### WHAT YOU HAVE TO DO
Among the entries below, determine how many lines contain the word "immutable" and state only that figure.

──────────────────────────────

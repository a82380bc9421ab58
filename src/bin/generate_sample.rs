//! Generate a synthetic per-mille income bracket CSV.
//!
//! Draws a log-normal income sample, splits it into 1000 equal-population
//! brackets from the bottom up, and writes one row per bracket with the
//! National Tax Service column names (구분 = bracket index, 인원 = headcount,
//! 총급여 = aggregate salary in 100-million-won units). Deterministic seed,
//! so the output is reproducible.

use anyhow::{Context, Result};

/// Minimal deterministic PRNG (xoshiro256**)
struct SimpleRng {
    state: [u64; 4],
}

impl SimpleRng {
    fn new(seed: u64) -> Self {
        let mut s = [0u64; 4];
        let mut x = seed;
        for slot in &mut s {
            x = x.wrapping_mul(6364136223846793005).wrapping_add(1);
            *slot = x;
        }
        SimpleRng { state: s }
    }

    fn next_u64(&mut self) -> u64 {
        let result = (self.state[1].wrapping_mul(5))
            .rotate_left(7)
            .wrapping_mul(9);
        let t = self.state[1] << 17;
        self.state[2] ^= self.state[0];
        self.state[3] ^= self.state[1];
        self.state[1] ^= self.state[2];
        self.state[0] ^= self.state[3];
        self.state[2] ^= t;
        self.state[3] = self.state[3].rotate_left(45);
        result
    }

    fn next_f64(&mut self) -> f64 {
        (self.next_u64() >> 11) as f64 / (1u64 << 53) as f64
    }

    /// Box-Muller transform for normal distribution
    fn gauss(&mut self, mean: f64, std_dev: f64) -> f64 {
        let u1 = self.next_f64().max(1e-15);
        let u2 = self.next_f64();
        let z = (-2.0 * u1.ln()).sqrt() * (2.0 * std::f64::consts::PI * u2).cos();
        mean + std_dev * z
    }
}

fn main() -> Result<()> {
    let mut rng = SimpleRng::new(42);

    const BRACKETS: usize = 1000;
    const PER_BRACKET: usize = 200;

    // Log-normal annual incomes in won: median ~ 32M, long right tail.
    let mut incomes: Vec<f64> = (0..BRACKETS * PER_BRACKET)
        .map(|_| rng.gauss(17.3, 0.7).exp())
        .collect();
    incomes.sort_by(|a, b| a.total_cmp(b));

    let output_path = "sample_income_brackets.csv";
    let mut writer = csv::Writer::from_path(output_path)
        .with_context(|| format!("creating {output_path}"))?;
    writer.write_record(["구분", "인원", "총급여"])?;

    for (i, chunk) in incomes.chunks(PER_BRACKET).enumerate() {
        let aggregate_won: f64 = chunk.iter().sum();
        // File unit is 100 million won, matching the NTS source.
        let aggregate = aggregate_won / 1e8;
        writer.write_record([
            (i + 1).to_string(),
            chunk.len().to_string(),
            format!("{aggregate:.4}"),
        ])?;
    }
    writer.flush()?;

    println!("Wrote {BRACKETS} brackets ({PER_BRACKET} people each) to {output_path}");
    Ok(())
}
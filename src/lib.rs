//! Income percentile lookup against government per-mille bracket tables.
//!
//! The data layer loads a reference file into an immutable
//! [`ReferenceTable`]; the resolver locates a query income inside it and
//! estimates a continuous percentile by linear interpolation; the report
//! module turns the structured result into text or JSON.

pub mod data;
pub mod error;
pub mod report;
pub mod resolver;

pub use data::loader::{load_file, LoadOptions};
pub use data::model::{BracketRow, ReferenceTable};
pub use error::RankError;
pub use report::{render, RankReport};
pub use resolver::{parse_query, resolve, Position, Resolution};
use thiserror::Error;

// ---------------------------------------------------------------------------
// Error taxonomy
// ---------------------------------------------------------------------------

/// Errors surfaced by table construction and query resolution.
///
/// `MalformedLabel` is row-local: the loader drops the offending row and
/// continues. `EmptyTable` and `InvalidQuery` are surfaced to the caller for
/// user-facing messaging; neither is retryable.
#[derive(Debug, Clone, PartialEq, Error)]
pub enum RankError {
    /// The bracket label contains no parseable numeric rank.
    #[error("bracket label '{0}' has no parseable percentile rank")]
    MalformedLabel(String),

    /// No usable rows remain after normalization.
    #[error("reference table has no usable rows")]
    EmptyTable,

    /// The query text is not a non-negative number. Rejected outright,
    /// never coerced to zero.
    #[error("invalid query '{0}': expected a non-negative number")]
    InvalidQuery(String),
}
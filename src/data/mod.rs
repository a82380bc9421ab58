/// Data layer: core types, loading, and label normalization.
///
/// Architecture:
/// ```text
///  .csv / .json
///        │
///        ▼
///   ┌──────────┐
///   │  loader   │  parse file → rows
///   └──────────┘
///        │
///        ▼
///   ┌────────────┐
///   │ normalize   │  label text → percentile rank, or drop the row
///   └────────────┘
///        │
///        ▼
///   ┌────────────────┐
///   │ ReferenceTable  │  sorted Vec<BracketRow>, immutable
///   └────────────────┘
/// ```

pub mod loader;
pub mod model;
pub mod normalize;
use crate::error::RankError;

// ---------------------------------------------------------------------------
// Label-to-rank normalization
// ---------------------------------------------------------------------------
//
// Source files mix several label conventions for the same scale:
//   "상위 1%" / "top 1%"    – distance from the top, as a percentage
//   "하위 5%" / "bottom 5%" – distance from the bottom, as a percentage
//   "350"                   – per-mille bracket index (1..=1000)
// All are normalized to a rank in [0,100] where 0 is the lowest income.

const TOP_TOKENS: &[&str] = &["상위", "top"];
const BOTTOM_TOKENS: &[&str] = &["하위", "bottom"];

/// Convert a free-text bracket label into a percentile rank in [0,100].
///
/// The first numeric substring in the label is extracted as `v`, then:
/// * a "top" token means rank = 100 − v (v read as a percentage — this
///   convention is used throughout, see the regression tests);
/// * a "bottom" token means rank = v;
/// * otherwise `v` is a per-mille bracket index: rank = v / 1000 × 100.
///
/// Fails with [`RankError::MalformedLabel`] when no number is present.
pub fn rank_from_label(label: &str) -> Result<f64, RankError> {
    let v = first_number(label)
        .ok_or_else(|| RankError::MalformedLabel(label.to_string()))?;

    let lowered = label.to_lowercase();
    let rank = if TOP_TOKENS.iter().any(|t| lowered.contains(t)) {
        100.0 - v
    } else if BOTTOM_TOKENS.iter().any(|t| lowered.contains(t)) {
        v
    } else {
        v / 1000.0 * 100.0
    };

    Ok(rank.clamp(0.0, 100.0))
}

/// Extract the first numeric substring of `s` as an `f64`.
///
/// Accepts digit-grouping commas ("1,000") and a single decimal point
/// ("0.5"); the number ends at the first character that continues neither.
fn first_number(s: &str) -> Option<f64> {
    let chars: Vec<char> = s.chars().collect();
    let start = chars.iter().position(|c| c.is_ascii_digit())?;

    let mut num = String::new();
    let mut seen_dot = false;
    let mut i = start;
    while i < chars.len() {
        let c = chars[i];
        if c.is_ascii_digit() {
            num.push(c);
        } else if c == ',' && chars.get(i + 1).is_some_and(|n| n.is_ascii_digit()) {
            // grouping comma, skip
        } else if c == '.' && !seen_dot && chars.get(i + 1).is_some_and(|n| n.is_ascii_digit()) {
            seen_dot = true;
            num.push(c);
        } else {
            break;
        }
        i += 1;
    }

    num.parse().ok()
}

──────────────────────────────

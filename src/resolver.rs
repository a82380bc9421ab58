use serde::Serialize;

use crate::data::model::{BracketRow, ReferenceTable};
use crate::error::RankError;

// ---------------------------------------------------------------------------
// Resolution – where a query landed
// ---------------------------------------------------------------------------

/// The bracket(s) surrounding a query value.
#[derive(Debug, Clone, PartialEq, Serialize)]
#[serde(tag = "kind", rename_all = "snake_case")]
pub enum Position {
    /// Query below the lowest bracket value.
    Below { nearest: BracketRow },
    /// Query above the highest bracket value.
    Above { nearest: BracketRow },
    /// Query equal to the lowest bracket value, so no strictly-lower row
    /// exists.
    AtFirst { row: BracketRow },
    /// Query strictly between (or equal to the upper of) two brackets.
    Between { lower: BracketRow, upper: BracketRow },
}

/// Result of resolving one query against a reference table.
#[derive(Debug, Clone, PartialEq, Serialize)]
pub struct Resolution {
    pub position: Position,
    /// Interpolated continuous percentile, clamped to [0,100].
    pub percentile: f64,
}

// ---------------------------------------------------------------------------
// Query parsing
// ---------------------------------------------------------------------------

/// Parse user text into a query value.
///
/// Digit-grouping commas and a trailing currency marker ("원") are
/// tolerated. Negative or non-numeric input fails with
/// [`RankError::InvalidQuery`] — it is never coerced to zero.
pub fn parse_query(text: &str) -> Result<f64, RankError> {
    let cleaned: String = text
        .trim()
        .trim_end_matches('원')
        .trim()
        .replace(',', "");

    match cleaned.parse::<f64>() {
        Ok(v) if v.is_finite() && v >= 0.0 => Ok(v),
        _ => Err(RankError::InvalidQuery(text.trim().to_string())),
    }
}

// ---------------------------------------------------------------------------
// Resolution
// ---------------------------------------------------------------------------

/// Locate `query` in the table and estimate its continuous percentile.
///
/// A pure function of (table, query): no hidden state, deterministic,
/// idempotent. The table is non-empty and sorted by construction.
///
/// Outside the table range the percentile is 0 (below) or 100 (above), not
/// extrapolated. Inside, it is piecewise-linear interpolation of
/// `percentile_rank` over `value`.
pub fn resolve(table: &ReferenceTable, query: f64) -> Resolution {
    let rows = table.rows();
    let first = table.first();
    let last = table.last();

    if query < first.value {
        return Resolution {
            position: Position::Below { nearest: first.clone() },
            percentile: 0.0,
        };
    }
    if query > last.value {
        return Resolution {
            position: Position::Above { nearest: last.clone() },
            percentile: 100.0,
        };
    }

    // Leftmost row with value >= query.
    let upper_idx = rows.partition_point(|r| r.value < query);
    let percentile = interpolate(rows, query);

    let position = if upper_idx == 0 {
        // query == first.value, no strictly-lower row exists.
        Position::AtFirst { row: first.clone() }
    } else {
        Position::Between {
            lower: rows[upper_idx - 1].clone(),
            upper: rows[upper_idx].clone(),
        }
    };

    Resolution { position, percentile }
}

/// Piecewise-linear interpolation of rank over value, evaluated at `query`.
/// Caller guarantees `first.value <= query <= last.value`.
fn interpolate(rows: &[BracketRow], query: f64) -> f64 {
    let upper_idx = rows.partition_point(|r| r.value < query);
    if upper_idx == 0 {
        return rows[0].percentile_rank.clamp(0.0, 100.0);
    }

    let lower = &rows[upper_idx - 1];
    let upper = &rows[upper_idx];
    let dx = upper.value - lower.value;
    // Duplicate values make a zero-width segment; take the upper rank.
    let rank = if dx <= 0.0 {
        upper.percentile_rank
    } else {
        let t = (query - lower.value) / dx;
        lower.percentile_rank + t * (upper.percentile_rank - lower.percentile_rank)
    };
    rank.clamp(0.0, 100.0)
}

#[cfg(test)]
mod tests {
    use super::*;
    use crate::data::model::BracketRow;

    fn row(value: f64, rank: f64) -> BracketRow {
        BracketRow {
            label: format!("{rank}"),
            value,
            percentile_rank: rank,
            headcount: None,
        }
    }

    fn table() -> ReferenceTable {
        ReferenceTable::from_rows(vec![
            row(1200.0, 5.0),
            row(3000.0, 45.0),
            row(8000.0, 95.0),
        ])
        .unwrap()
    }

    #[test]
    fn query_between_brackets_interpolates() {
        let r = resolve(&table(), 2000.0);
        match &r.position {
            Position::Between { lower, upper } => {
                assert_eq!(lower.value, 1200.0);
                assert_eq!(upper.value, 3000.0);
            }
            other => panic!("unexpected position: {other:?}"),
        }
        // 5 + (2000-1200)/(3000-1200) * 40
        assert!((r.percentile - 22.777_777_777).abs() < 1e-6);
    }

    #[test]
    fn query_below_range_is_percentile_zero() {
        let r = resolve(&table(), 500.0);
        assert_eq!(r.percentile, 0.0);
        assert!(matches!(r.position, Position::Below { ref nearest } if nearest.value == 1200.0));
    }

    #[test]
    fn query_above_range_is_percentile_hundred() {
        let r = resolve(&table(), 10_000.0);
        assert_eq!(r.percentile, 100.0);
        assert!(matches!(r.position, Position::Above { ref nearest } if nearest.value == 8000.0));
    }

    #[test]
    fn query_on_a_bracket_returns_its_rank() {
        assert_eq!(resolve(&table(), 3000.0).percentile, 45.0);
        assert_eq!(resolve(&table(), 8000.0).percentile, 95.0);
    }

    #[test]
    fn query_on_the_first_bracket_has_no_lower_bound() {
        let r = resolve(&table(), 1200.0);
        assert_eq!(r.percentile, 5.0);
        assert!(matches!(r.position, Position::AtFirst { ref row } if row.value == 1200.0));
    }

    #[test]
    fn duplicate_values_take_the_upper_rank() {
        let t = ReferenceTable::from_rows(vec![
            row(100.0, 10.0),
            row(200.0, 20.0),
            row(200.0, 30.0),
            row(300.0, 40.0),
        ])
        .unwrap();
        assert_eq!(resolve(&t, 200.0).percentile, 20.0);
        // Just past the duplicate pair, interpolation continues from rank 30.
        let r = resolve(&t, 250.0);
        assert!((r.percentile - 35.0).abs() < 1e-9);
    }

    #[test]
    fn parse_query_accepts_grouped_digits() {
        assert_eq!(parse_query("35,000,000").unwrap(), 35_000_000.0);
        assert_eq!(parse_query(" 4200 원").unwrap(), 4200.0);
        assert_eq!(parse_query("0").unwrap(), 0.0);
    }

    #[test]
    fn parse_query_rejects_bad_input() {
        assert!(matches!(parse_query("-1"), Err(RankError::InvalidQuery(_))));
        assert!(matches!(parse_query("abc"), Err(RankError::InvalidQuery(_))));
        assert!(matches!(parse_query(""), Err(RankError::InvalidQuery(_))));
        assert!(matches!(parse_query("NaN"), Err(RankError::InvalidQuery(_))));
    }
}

──────────────────────────────

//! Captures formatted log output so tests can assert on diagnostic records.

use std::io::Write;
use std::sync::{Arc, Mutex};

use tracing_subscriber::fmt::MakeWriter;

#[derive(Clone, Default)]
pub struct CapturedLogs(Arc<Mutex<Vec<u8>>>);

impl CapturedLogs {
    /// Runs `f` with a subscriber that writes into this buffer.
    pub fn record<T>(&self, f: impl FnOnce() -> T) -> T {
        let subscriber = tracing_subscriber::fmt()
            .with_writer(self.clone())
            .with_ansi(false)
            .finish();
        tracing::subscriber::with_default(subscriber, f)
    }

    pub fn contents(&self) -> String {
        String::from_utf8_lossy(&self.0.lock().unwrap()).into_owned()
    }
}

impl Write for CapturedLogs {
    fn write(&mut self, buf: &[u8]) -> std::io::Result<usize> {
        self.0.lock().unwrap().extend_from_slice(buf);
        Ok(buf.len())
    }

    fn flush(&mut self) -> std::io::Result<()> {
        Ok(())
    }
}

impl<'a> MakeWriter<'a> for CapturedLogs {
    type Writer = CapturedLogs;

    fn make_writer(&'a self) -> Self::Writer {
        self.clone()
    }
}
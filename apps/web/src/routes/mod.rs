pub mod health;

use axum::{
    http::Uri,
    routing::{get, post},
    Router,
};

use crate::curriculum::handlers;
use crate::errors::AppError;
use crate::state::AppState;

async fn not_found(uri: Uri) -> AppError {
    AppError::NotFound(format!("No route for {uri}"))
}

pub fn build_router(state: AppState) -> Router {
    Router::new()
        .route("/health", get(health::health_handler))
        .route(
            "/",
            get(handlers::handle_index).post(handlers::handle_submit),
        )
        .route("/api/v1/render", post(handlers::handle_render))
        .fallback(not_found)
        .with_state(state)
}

──────────────────────────────

### EXERCISE OUTPUT
2